**WHAT IS EXPECTED:** Copy every line of the entries that includes the word "candidates".
═══ TASK MATERIAL ═══
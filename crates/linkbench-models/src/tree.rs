//! Binary decision trees over a column-stacked feature matrix.
//!
//! One builder serves both ensembles: splits minimize the squared error of
//! the target vector (for 0/1 targets this ranks splits identically to Gini
//! impurity), and leaf values are either the target mean (random forest) or
//! a Newton step `sum(grad) / sum(hess)` (gradient boosting).

use ndarray::{Array2, ArrayView1};
use rand_chacha::ChaCha8Rng;

/// Growth limits shared by both ensembles.
#[derive(Debug, Clone)]
pub struct TreeParams {
    /// Maximum depth; `None` grows until leaves are pure or too small.
    pub max_depth: Option<usize>,
    /// Minimum rows required to attempt a split.
    pub min_samples_split: usize,
    /// Number of candidate features per split; `None` considers all.
    pub max_features: Option<usize>,
}

impl Default for TreeParams {
    fn default() -> Self {
        Self {
            max_depth: None,
            min_samples_split: 2,
            max_features: None,
        }
    }
}

enum Node {
    Leaf(f64),
    Split {
        feature: usize,
        threshold: f64,
        left: usize,
        right: usize,
    },
}

/// A fitted binary tree.
pub struct DecisionTree {
    nodes: Vec<Node>,
}

impl DecisionTree {
    /// Grow a tree over `rows` of `x`.
    ///
    /// `targets` drives split selection. When `hessians` is given, leaf
    /// values are the Newton step `sum(targets) / sum(hessians)` over the
    /// leaf rows; otherwise they are the target mean.
    #[must_use]
    pub fn fit(
        x: &Array2<f64>,
        targets: &[f64],
        hessians: Option<&[f64]>,
        rows: &[usize],
        params: &TreeParams,
        rng: &mut ChaCha8Rng,
    ) -> Self {
        let mut tree = Self { nodes: Vec::new() };
        tree.build(x, targets, hessians, rows.to_vec(), params, rng, 0);
        tree
    }

    /// Value of the leaf this row falls into.
    #[must_use]
    pub fn predict_row(&self, row: ArrayView1<f64>) -> f64 {
        let mut idx = 0;
        loop {
            match &self.nodes[idx] {
                Node::Leaf(value) => return *value,
                Node::Split {
                    feature,
                    threshold,
                    left,
                    right,
                } => {
                    idx = if row[*feature] <= *threshold {
                        *left
                    } else {
                        *right
                    };
                }
            }
        }
    }

    #[allow(clippy::too_many_arguments)]
    fn build(
        &mut self,
        x: &Array2<f64>,
        targets: &[f64],
        hessians: Option<&[f64]>,
        rows: Vec<usize>,
        params: &TreeParams,
        rng: &mut ChaCha8Rng,
        depth: usize,
    ) -> usize {
        let at_depth_limit = params.max_depth.is_some_and(|limit| depth >= limit);
        if rows.len() < params.min_samples_split || at_depth_limit {
            return self.push_leaf(targets, hessians, &rows);
        }

        let Some((feature, threshold, left_rows, right_rows)) =
            best_split(x, targets, &rows, params, rng)
        else {
            return self.push_leaf(targets, hessians, &rows);
        };

        // Reserve the split slot so children index past it
        let idx = self.nodes.len();
        self.nodes.push(Node::Leaf(0.0));
        let left = self.build(x, targets, hessians, left_rows, params, rng, depth + 1);
        let right = self.build(x, targets, hessians, right_rows, params, rng, depth + 1);
        self.nodes[idx] = Node::Split {
            feature,
            threshold,
            left,
            right,
        };
        idx
    }

    fn push_leaf(&mut self, targets: &[f64], hessians: Option<&[f64]>, rows: &[usize]) -> usize {
        let grad_sum: f64 = rows.iter().map(|&i| targets[i]).sum();
        let value = match hessians {
            Some(h) => {
                let hess_sum: f64 = rows.iter().map(|&i| h[i]).sum();
                grad_sum / (hess_sum + 1e-16)
            }
            None => grad_sum / rows.len().max(1) as f64,
        };
        self.nodes.push(Node::Leaf(value));
        self.nodes.len() - 1
    }
}

/// Best squared-error split over a (possibly subsampled) candidate feature
/// set. Returns `None` when no split improves on the parent node.
fn best_split(
    x: &Array2<f64>,
    targets: &[f64],
    rows: &[usize],
    params: &TreeParams,
    rng: &mut ChaCha8Rng,
) -> Option<(usize, f64, Vec<usize>, Vec<usize>)> {
    let n_features = x.ncols();
    let candidates: Vec<usize> = match params.max_features {
        Some(k) if k < n_features => rand::seq::index::sample(rng, n_features, k).into_vec(),
        _ => (0..n_features).collect(),
    };

    let total_sum: f64 = rows.iter().map(|&i| targets[i]).sum();
    let n = rows.len() as f64;
    let parent_score = total_sum * total_sum / n;

    let mut best: Option<(f64, usize, f64)> = None;

    for &feature in &candidates {
        let mut ordered: Vec<(f64, f64)> = rows
            .iter()
            .map(|&i| (x[[i, feature]], targets[i]))
            .collect();
        ordered.sort_by(|a, b| a.0.partial_cmp(&b.0).unwrap_or(std::cmp::Ordering::Equal));

        let mut left_sum = 0.0f64;
        for (k, pair) in ordered.iter().enumerate().take(ordered.len().saturating_sub(1)) {
            left_sum += pair.1;
            // Only split between distinct values
            if ordered[k + 1].0 <= pair.0 {
                continue;
            }
            let left_n = (k + 1) as f64;
            let right_n = n - left_n;
            let right_sum = total_sum - left_sum;
            let score = left_sum * left_sum / left_n + right_sum * right_sum / right_n;
            let gain = score - parent_score;
            if gain > 1e-12 && best.map_or(true, |(g, _, _)| gain > g) {
                let threshold = (pair.0 + ordered[k + 1].0) / 2.0;
                best = Some((gain, feature, threshold));
            }
        }
    }

    let (_, feature, threshold) = best?;
    let (left_rows, right_rows): (Vec<usize>, Vec<usize>) = rows
        .iter()
        .copied()
        .partition(|&i| x[[i, feature]] <= threshold);
    Some((feature, threshold, left_rows, right_rows))
}

#[cfg(test)]
mod tests {
    use super::*;
    use ndarray::array;
    use rand::SeedableRng;

    fn rng() -> ChaCha8Rng {
        ChaCha8Rng::seed_from_u64(42)
    }

    #[test]
    fn splits_a_separable_feature() {
        let x = array![[0.0], [1.0], [2.0], [10.0], [11.0], [12.0]];
        let y = vec![0.0, 0.0, 0.0, 1.0, 1.0, 1.0];
        let rows: Vec<usize> = (0..6).collect();
        let tree = DecisionTree::fit(&x, &y, None, &rows, &TreeParams::default(), &mut rng());

        assert!((tree.predict_row(x.row(0)) - 0.0).abs() < 1e-12);
        assert!((tree.predict_row(x.row(5)) - 1.0).abs() < 1e-12);
    }

    #[test]
    fn pure_targets_become_a_single_leaf() {
        let x = array![[1.0], [2.0], [3.0]];
        let y = vec![1.0, 1.0, 1.0];
        let rows: Vec<usize> = (0..3).collect();
        let tree = DecisionTree::fit(&x, &y, None, &rows, &TreeParams::default(), &mut rng());
        for i in 0..3 {
            assert!((tree.predict_row(x.row(i)) - 1.0).abs() < 1e-12);
        }
    }

    #[test]
    fn identical_feature_values_cannot_split() {
        let x = array![[5.0], [5.0], [5.0], [5.0]];
        let y = vec![0.0, 1.0, 0.0, 1.0];
        let rows: Vec<usize> = (0..4).collect();
        let tree = DecisionTree::fit(&x, &y, None, &rows, &TreeParams::default(), &mut rng());
        // Falls back to the mean leaf
        assert!((tree.predict_row(x.row(0)) - 0.5).abs() < 1e-12);
    }

    #[test]
    fn depth_limit_caps_growth() {
        let x = array![[0.0], [1.0], [2.0], [3.0]];
        let y = vec![0.0, 1.0, 0.0, 1.0];
        let rows: Vec<usize> = (0..4).collect();
        let params = TreeParams {
            max_depth: Some(0),
            ..TreeParams::default()
        };
        let tree = DecisionTree::fit(&x, &y, None, &rows, &params, &mut rng());
        // Depth zero: a single mean leaf
        assert!((tree.predict_row(x.row(0)) - 0.5).abs() < 1e-12);
    }

    #[test]
    fn newton_leaves_divide_by_hessian_sum() {
        let x = array![[1.0], [1.0]];
        let grad = vec![0.3, 0.3];
        let hess = vec![0.1, 0.2];
        let rows: Vec<usize> = vec![0, 1];
        let tree = DecisionTree::fit(&x, &grad, Some(&hess), &rows, &TreeParams::default(), &mut rng());
        let expected = 0.6 / 0.3;
        assert!((tree.predict_row(x.row(0)) - expected).abs() < 1e-9);
    }
}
═══
**ANSWER SPACE:**
    let candidates: Vec<usize> = match params.max_features {
    for &feature in &candidates {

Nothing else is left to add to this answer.